_Assigned task_
A verbatim copy of every entry is required.

_Data in this exercise_
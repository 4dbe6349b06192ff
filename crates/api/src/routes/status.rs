use axum::routing::get;
use axum::Router;

use crate::handlers::status;
use crate::state::AppState;

/// Read-only status registry listings.
pub fn router() -> Router<AppState> {
    Router::new()
        .route("/project-statuses", get(status::list_project_statuses))
        .route("/task-statuses", get(status::list_task_statuses))
}
use crate::types::DbId;

#[derive(Debug, thiserror::Error)]
pub enum CoreError {
    #[error("Entity not found: {entity} with id {id}")]
    NotFound { entity: &'static str, id: DbId },

    /// A foreign key named in a create/update payload points at nothing.
    #[error("Referenced {entity} with id {id} not found")]
    ReferenceNotFound { entity: &'static str, id: DbId },

    #[error("Validation failed: {0}")]
    Validation(String),

    #[error("Conflict: {0}")]
    Conflict(String),

    #[error("Internal error: {0}")]
    Internal(String),
}
//! Opaque geometry descriptor for physical elements

use serde::{Deserialize, Serialize};
use std::fmt;

/// Path data describing an element's outline on the game map.
///
/// The path's origin is the origin of the map, so elements carry no separate
/// position attribute. The content is opaque to the data model; the rendering
/// surface interprets it (SVG path syntax in practice).
#[derive(Debug, Clone, PartialEq, Eq, Serialize, Deserialize)]
#[serde(transparent)]
pub struct ShapePath(String);

impl ShapePath {
    pub fn new(path: impl Into<String>) -> Self {
        Self(path.into())
    }

    pub fn as_str(&self) -> &str {
        &self.0
    }
}

impl fmt::Display for ShapePath {
    fn fmt(&self, f: &mut fmt::Formatter<'_>) -> fmt::Result {
        write!(f, "{}", self.0)
    }
}

impl From<String> for ShapePath {
    fn from(path: String) -> Self {
        Self(path)
    }
}

impl From<&str> for ShapePath {
    fn from(path: &str) -> Self {
        Self(path.to_string())
    }
}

_Written answer_
repository 4dbe6349b06192ff
filename crates/api/src/routes/status.rs
use axum::routing::get;
use axum::Router;

use crate::handlers::status;
use crate::state::AppState;

/// Read-only status registry listings.
pub fn router() -> Router<AppState> {
    Router::new()
        .route("/project-statuses", get(status::list_project_statuses))
        .route("/task-statuses", get(status::list_task_statuses))
}
use crate::types::DbId;

#[derive(Debug, thiserror::Error)]
pub enum CoreError {
    #[error("Entity not found: {entity} with id {id}")]
    NotFound { entity: &'static str, id: DbId },

    /// A foreign key named in a create/update payload points at nothing.
    #[error("Referenced {entity} with id {id} not found")]
    ReferenceNotFound { entity: &'static str, id: DbId },

    #[error("Validation failed: {0}")]
    Validation(String),

    #[error("Conflict: {0}")]
    Conflict(String),

    #[error("Internal error: {0}")]
    Internal(String),
}
//! Opaque geometry descriptor for physical elements

use serde::{Deserialize, Serialize};
use std::fmt;

/// Path data describing an element's outline on the game map.
///
/// The path's origin is the origin of the map, so elements carry no separate
/// position attribute. The content is opaque to the data model; the rendering
/// surface interprets it (SVG path syntax in practice).
#[derive(Debug, Clone, PartialEq, Eq, Serialize, Deserialize)]
#[serde(transparent)]
pub struct ShapePath(String);

impl ShapePath {
    pub fn new(path: impl Into<String>) -> Self {
        Self(path.into())
    }

    pub fn as_str(&self) -> &str {
        &self.0
    }
}

impl fmt::Display for ShapePath {
    fn fmt(&self, f: &mut fmt::Formatter<'_>) -> fmt::Result {
        write!(f, "{}", self.0)
    }
}

impl From<String> for ShapePath {
    fn from(path: String) -> Self {
        Self(path)
    }
}

impl From<&str> for ShapePath {
    fn from(path: &str) -> Self {
        Self(path.to_string())
    }
}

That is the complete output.